A day of celebration and indulgence before Ash Wednesday kicks off the self-imposed temperance of Lent, Fat Tuesday is observed throughout the Catholic world but takes on special resonance in New Orleans as the end of Carnival, which culminates with Mardi Gras (which literally means “Fat Tuesday” in French).

With its wanton debauchery and masquerade atmosphere, it makes for a fine time to get away with murder.

Fat Tuesday is an odd sort of horror movie. It’s largely plotless, with a laid-back handheld vérité style that borders on Mumblecore, that oft-reviled quasi-genre of improv-heavy indie films directed by the likes of Joe Swanberg and the Duplass Brothers.

For large chunks of its runtime, it feels like we’re just hanging out with a group of friends as they whoop it up on Mardi Gras, interrupted by flashes of gory murder.
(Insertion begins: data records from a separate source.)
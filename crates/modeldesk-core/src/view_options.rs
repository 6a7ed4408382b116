//! Per-model view preferences
//!
//! Page size, hidden columns and default ordering are remembered per model
//! under the key `"<model>-view-options"`. Reads never fail: an absent or
//! unreadable entry yields [`ModelViewOptions::default`]. Writes go through
//! immediately and the last write wins.

use modeldesk_types::ConsoleError;
use parking_lot::RwLock;
use serde::{Deserialize, Serialize};
use std::collections::HashMap;
use std::path::{Path, PathBuf};
use std::sync::Arc;
use thiserror::Error;

/// Page size used when nothing else is configured
pub const DEFAULT_PAGE_SIZE: u64 = 10;

/// Key of the remembered application selection
pub const SELECTED_APP_KEY: &str = "selected-app";

fn default_limit() -> u64 {
	DEFAULT_PAGE_SIZE
}

/// Remembered list preferences of one model
#[derive(Debug, Clone, PartialEq, Eq, Serialize, Deserialize)]
pub struct ModelViewOptions {
	#[serde(default = "default_limit")]
	pub limit: u64,
	#[serde(default, rename = "hiddenColumns")]
	pub hidden_columns: Vec<String>,
	/// Default ordering, empty for none
	#[serde(default)]
	pub order_by: String,
}

impl Default for ModelViewOptions {
	fn default() -> Self {
		Self {
			limit: DEFAULT_PAGE_SIZE,
			hidden_columns: Vec::new(),
			order_by: String::new(),
		}
	}
}

impl ModelViewOptions {
	pub fn is_hidden(&self, column: &str) -> bool {
		self.hidden_columns.iter().any(|c| c == column)
	}
}

/// Storage key of a model's preferences
pub fn view_options_key(model: &str) -> String {
	format!("{}-view-options", model)
}

/// Preference storage errors
#[derive(Debug, Error)]
pub enum PreferenceError {
	#[error("IO error: {0}")]
	Io(#[from] std::io::Error),

	#[error("Serialization error: {0}")]
	Serialization(#[from] serde_json::Error),
}

impl From<PreferenceError> for ConsoleError {
	fn from(err: PreferenceError) -> Self {
		ConsoleError::Storage(err.to_string())
	}
}

/// Key/value storage for serialized preferences
pub trait PreferenceBackend: Send + Sync {
	/// Raw stored value, `None` when absent
	fn read(&self, key: &str) -> Result<Option<String>, PreferenceError>;

	/// Overwrite the value stored under `key`
	fn write(&self, key: &str, value: &str) -> Result<(), PreferenceError>;

	/// Remove `key`; removing an absent key is not an error
	fn remove(&self, key: &str) -> Result<(), PreferenceError>;
}

/// Process-local preference storage
#[derive(Debug, Default)]
pub struct MemoryPreferences {
	entries: RwLock<HashMap<String, String>>,
}

impl MemoryPreferences {
	/// Create an empty store
	///
	/// # Examples
	///
	/// ```
	/// use modeldesk_core::view_options::{MemoryPreferences, PreferenceBackend};
	///
	/// let prefs = MemoryPreferences::new();
	/// prefs.write("selected-app", "\"billing\"").unwrap();
	/// assert_eq!(prefs.read("selected-app").unwrap().as_deref(), Some("\"billing\""));
	/// ```
	pub fn new() -> Self {
		Self::default()
	}
}

impl PreferenceBackend for MemoryPreferences {
	fn read(&self, key: &str) -> Result<Option<String>, PreferenceError> {
		Ok(self.entries.read().get(key).cloned())
	}

	fn write(&self, key: &str, value: &str) -> Result<(), PreferenceError> {
		self.entries.write().insert(key.to_string(), value.to_string());
		Ok(())
	}

	fn remove(&self, key: &str) -> Result<(), PreferenceError> {
		self.entries.write().remove(key);
		Ok(())
	}
}

/// Preference storage with one JSON file per key
#[derive(Debug, Clone)]
pub struct FilePreferences {
	dir: PathBuf,
}

impl FilePreferences {
	/// Store preferences under `dir`, created on first write
	pub fn new(dir: impl Into<PathBuf>) -> Self {
		Self { dir: dir.into() }
	}

	pub fn dir(&self) -> &Path {
		&self.dir
	}

	/// File backing `key`
	///
	/// Bytes outside `[A-Za-z0-9_-]` are percent-encoded, so distinct keys
	/// never share a file and no key escapes `dir`.
	pub fn path_for(&self, key: &str) -> PathBuf {
		let mut name = String::with_capacity(key.len());
		for byte in key.bytes() {
			if byte.is_ascii_alphanumeric() || matches!(byte, b'-' | b'_') {
				name.push(char::from(byte));
			} else {
				name.push_str(&format!("%{:02X}", byte));
			}
		}
		self.dir.join(format!("{}.json", name))
	}
}

impl PreferenceBackend for FilePreferences {
	fn read(&self, key: &str) -> Result<Option<String>, PreferenceError> {
		match std::fs::read_to_string(self.path_for(key)) {
			Ok(content) => Ok(Some(content)),
			Err(err) if err.kind() == std::io::ErrorKind::NotFound => Ok(None),
			Err(err) => Err(err.into()),
		}
	}

	fn write(&self, key: &str, value: &str) -> Result<(), PreferenceError> {
		std::fs::create_dir_all(&self.dir)?;
		std::fs::write(self.path_for(key), value)?;
		Ok(())
	}

	fn remove(&self, key: &str) -> Result<(), PreferenceError> {
		match std::fs::remove_file(self.path_for(key)) {
			Err(err) if err.kind() != std::io::ErrorKind::NotFound => Err(err.into()),
			_ => Ok(()),
		}
	}
}

/// Typed access to per-model view preferences
#[derive(Clone)]
pub struct ViewOptionStore {
	backend: Arc<dyn PreferenceBackend>,
	default_limit: u64,
}

impl ViewOptionStore {
	pub fn new(backend: Arc<dyn PreferenceBackend>) -> Self {
		Self {
			backend,
			default_limit: DEFAULT_PAGE_SIZE,
		}
	}

	/// Store backed by [`MemoryPreferences`]
	pub fn in_memory() -> Self {
		Self::new(Arc::new(MemoryPreferences::new()))
	}

	/// Page size for models without a stored preference
	pub fn with_default_limit(mut self, limit: u64) -> Self {
		self.default_limit = limit.max(1);
		self
	}

	fn defaults(&self) -> ModelViewOptions {
		ModelViewOptions {
			limit: self.default_limit,
			..Default::default()
		}
	}

	/// Preferences of `model`, or the defaults when absent or malformed
	pub fn get(&self, model: &str) -> ModelViewOptions {
		let key = view_options_key(model);
		let raw = match self.backend.read(&key) {
			Ok(Some(raw)) => raw,
			Ok(None) => return self.defaults(),
			Err(err) => {
				tracing::warn!(key = %key, error = %err, "failed to read view options, using defaults");
				return self.defaults();
			}
		};
		match serde_json::from_str::<ModelViewOptions>(&raw) {
			Ok(mut options) => {
				if options.limit == 0 {
					options.limit = self.default_limit;
				}
				options
			}
			Err(err) => {
				tracing::warn!(key = %key, error = %err, "malformed view options, using defaults");
				self.defaults()
			}
		}
	}

	/// Overwrite the preferences of `model`
	pub fn set(&self, model: &str, options: &ModelViewOptions) -> Result<(), PreferenceError> {
		let raw = serde_json::to_string(options)?;
		self.backend.write(&view_options_key(model), &raw)
	}

	/// Flip the visibility of `column` and persist the result
	pub fn toggle_column(&self, model: &str, column: &str) -> Result<ModelViewOptions, PreferenceError> {
		let mut options = self.get(model);
		if options.is_hidden(column) {
			options.hidden_columns.retain(|c| c != column);
		} else {
			options.hidden_columns.push(column.to_string());
		}
		self.set(model, &options)?;
		Ok(options)
	}

	/// Persist a new page size
	pub fn set_limit(&self, model: &str, limit: u64) -> Result<ModelViewOptions, PreferenceError> {
		let mut options = self.get(model);
		options.limit = limit.max(1);
		self.set(model, &options)?;
		Ok(options)
	}

	/// Remembered application selection
	pub fn selected_app(&self) -> Option<String> {
		let raw = match self.backend.read(SELECTED_APP_KEY) {
			Ok(raw) => raw?,
			Err(err) => {
				tracing::warn!(error = %err, "failed to read selected app");
				return None;
			}
		};
		match serde_json::from_str::<String>(&raw) {
			Ok(app) if !app.is_empty() => Some(app),
			Ok(_) => None,
			Err(err) => {
				tracing::warn!(error = %err, "malformed selected app, ignoring");
				None
			}
		}
	}

	pub fn set_selected_app(&self, app: &str) -> Result<(), PreferenceError> {
		let raw = serde_json::to_string(app)?;
		self.backend.write(SELECTED_APP_KEY, &raw)
	}
}

impl std::fmt::Debug for ViewOptionStore {
	fn fmt(&self, f: &mut std::fmt::Formatter<'_>) -> std::fmt::Result {
		f.debug_struct("ViewOptionStore")
			.field("default_limit", &self.default_limit)
			.finish_non_exhaustive()
	}
}

#[cfg(test)]
mod tests {
	use super::*;
	use rstest::rstest;

	#[rstest]
	fn test_absent_options_are_defaults() {
		let store = ViewOptionStore::in_memory();

		assert_eq!(store.get("user"), ModelViewOptions::default());
	}

	#[rstest]
	fn test_set_then_get_is_per_model() {
		// Arrange
		let store = ViewOptionStore::in_memory();
		let options = ModelViewOptions {
			limit: 50,
			hidden_columns: vec!["email".into()],
			order_by: "-created".into(),
		};

		// Act
		store.set("user", &options).unwrap();

		// Assert
		assert_eq!(store.get("user"), options);
		assert_eq!(store.get("role"), ModelViewOptions::default());
	}

	#[rstest]
	fn test_wire_format_uses_hidden_columns_key() {
		let backend = Arc::new(MemoryPreferences::new());
		let store = ViewOptionStore::new(backend.clone());

		store.toggle_column("user", "email").unwrap();

		let raw = backend.read("user-view-options").unwrap().unwrap();
		let value: serde_json::Value = serde_json::from_str(&raw).unwrap();
		assert_eq!(value["hiddenColumns"], serde_json::json!(["email"]));
		assert_eq!(value["limit"], 10);
	}

	#[rstest]
	#[case("not json")]
	#[case("{\"limit\": \"many\"}")]
	#[case("42")]
	fn test_malformed_options_fall_back_to_defaults(#[case] raw: &str) {
		// Arrange
		let backend = Arc::new(MemoryPreferences::new());
		backend.write("user-view-options", raw).unwrap();
		let store = ViewOptionStore::new(backend).with_default_limit(20);

		// Act
		let options = store.get("user");

		// Assert
		assert_eq!(options.limit, 20);
		assert!(options.hidden_columns.is_empty());
	}

	#[rstest]
	fn test_partial_options_fill_missing_fields() {
		let backend = Arc::new(MemoryPreferences::new());
		backend
			.write("user-view-options", "{\"hiddenColumns\": [\"a\"]}")
			.unwrap();
		let store = ViewOptionStore::new(backend);

		let options = store.get("user");

		assert_eq!(options.limit, DEFAULT_PAGE_SIZE);
		assert_eq!(options.hidden_columns, vec!["a"]);
		assert_eq!(options.order_by, "");
	}

	#[rstest]
	fn test_toggle_column_twice_restores_visibility() {
		let store = ViewOptionStore::in_memory();

		let hidden = store.toggle_column("user", "email").unwrap();
		let shown = store.toggle_column("user", "email").unwrap();

		assert!(hidden.is_hidden("email"));
		assert!(!shown.is_hidden("email"));
		assert!(!store.get("user").is_hidden("email"));
	}

	#[rstest]
	fn test_set_limit_keeps_hidden_columns() {
		let store = ViewOptionStore::in_memory();
		store.toggle_column("user", "email").unwrap();

		store.set_limit("user", 50).unwrap();

		let options = store.get("user");
		assert_eq!(options.limit, 50);
		assert!(options.is_hidden("email"));
	}

	#[rstest]
	fn test_file_preferences_round_trip_through_disk() {
		// Arrange
		let dir = tempfile::tempdir().unwrap();
		let store = ViewOptionStore::new(Arc::new(FilePreferences::new(dir.path())));

		// Act
		store.set_limit("http_stat", 30).unwrap();
		store.set_selected_app("billing").unwrap();

		// Assert
		let reopened = ViewOptionStore::new(Arc::new(FilePreferences::new(dir.path())));
		assert_eq!(reopened.get("http_stat").limit, 30);
		assert_eq!(reopened.selected_app().as_deref(), Some("billing"));
		assert!(dir.path().join("http_stat-view-options.json").exists());
	}

	#[rstest]
	#[case("user-view-options", "user-view-options.json")]
	#[case("../etc/passwd", "%2E%2E%2Fetc%2Fpasswd.json")]
	#[case("a b/c", "a%20b%2Fc.json")]
	#[case("audit:log", "audit%3Alog.json")]
	fn test_file_names_are_encoded(#[case] key: &str, #[case] expected: &str) {
		let prefs = FilePreferences::new("/tmp/prefs");

		let path = prefs.path_for(key);

		assert_eq!(path, Path::new("/tmp/prefs").join(expected));
	}

	#[rstest]
	fn test_similar_model_names_do_not_share_a_file() {
		// Arrange
		let dir = tempfile::tempdir().unwrap();
		let store = ViewOptionStore::new(Arc::new(FilePreferences::new(dir.path())));

		// Act
		store.set_limit("audit:log", 50).unwrap();
		store.set_limit(".x", 40).unwrap();

		// Assert
		assert_eq!(store.get("audit:log").limit, 50);
		assert_eq!(store.get("audit_log").limit, DEFAULT_PAGE_SIZE);
		assert_eq!(store.get(".x").limit, 40);
		assert_eq!(store.get("x").limit, DEFAULT_PAGE_SIZE);
	}

	#[rstest]
	fn test_missing_file_reads_as_absent() {
		let dir = tempfile::tempdir().unwrap();
		let prefs = FilePreferences::new(dir.path().join("nested"));

		assert!(prefs.read("user-view-options").unwrap().is_none());
		prefs.remove("user-view-options").unwrap();
	}
}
Said murder comes courtesy of a young woman played by Hannah Gross (who’s gone on to mainstream success in projects like Joker, Mindhunter, and Tesla), freshly arrived in the Big Easy for some solo sightseeing and gruesome killing.

After bludgeoning a lightbulb-eating clown to death, she hooks up with a quartet of friends, ingratiating herself to them by buying them drinks and drugs, then choosing her moment to pick them off one by one. The quartet overlooks pretty much everything odd about this stranger, choosing to go with the flow in the name of a fun evening.

Her motives remain unclear, Torres instead opting to keep her an unknowable monster hiding behind a pretty face.

The film was shot guerrilla style on the streets of New Orleans during the Mardi Gras festivities, with little regard for such trivialities as “permits” or “obtaining consent to photograph strangers,” which gives it an appropriately street-level look at the grimy, less tourist-friendly sides of the holiday.

This was probably my favorite aspect of the film, providing outsiders like me a chance to see a side of the city that probably wouldn’t be approved by the tourism board.

New Orleans is a unique place and one that we’ve seen fetishized in movies time and again, and while the film doesn’t exactly disprove our preconceptions, it feels like a tribute to the people who actually choose to make the city their home once the revelry is over.

I wouldn’t say Fat Tuesday really succeeds as horror.

It’s a bit too shaggy and loose to generate any scares. Yet, as the night wears on and the party gets uglier, Torres manages to capture an air of casual menace.

Strangers stop being approachable and become more threatening, and the streets clogged with partiers give way to dark and desolate back roads. It would all serve to make the unknown feel more frightening if we didn’t already know that something way worse was lurking among our quartet of partiers.

The central foursome of Zach, Chris, Dizzy, and Michelle make for a likable group to hang out with, enough that we don’t want to see them get stabbed, bludgeoned, strangled, etc.

If only they hadn’t been quite so accommodating.

With the exception of Dizzy, the others are more than happy to ignore every red flag in the book as long as their new friend keeps them lubricated with beers and magic mushrooms, and they’re quick to dismiss Dizzy’s concerns in the name of not bringing down the vibe.

The film subverts our expectations, making the single young woman into a violent predator, using her unassuming demeanor to disarm people and make them vulnerable to her murderous intentions.

Fat Tuesday offers a clever subversion of a common slasher trope, even if the movie itself is a little too laissez-faire to satisfy hardcore horror fans.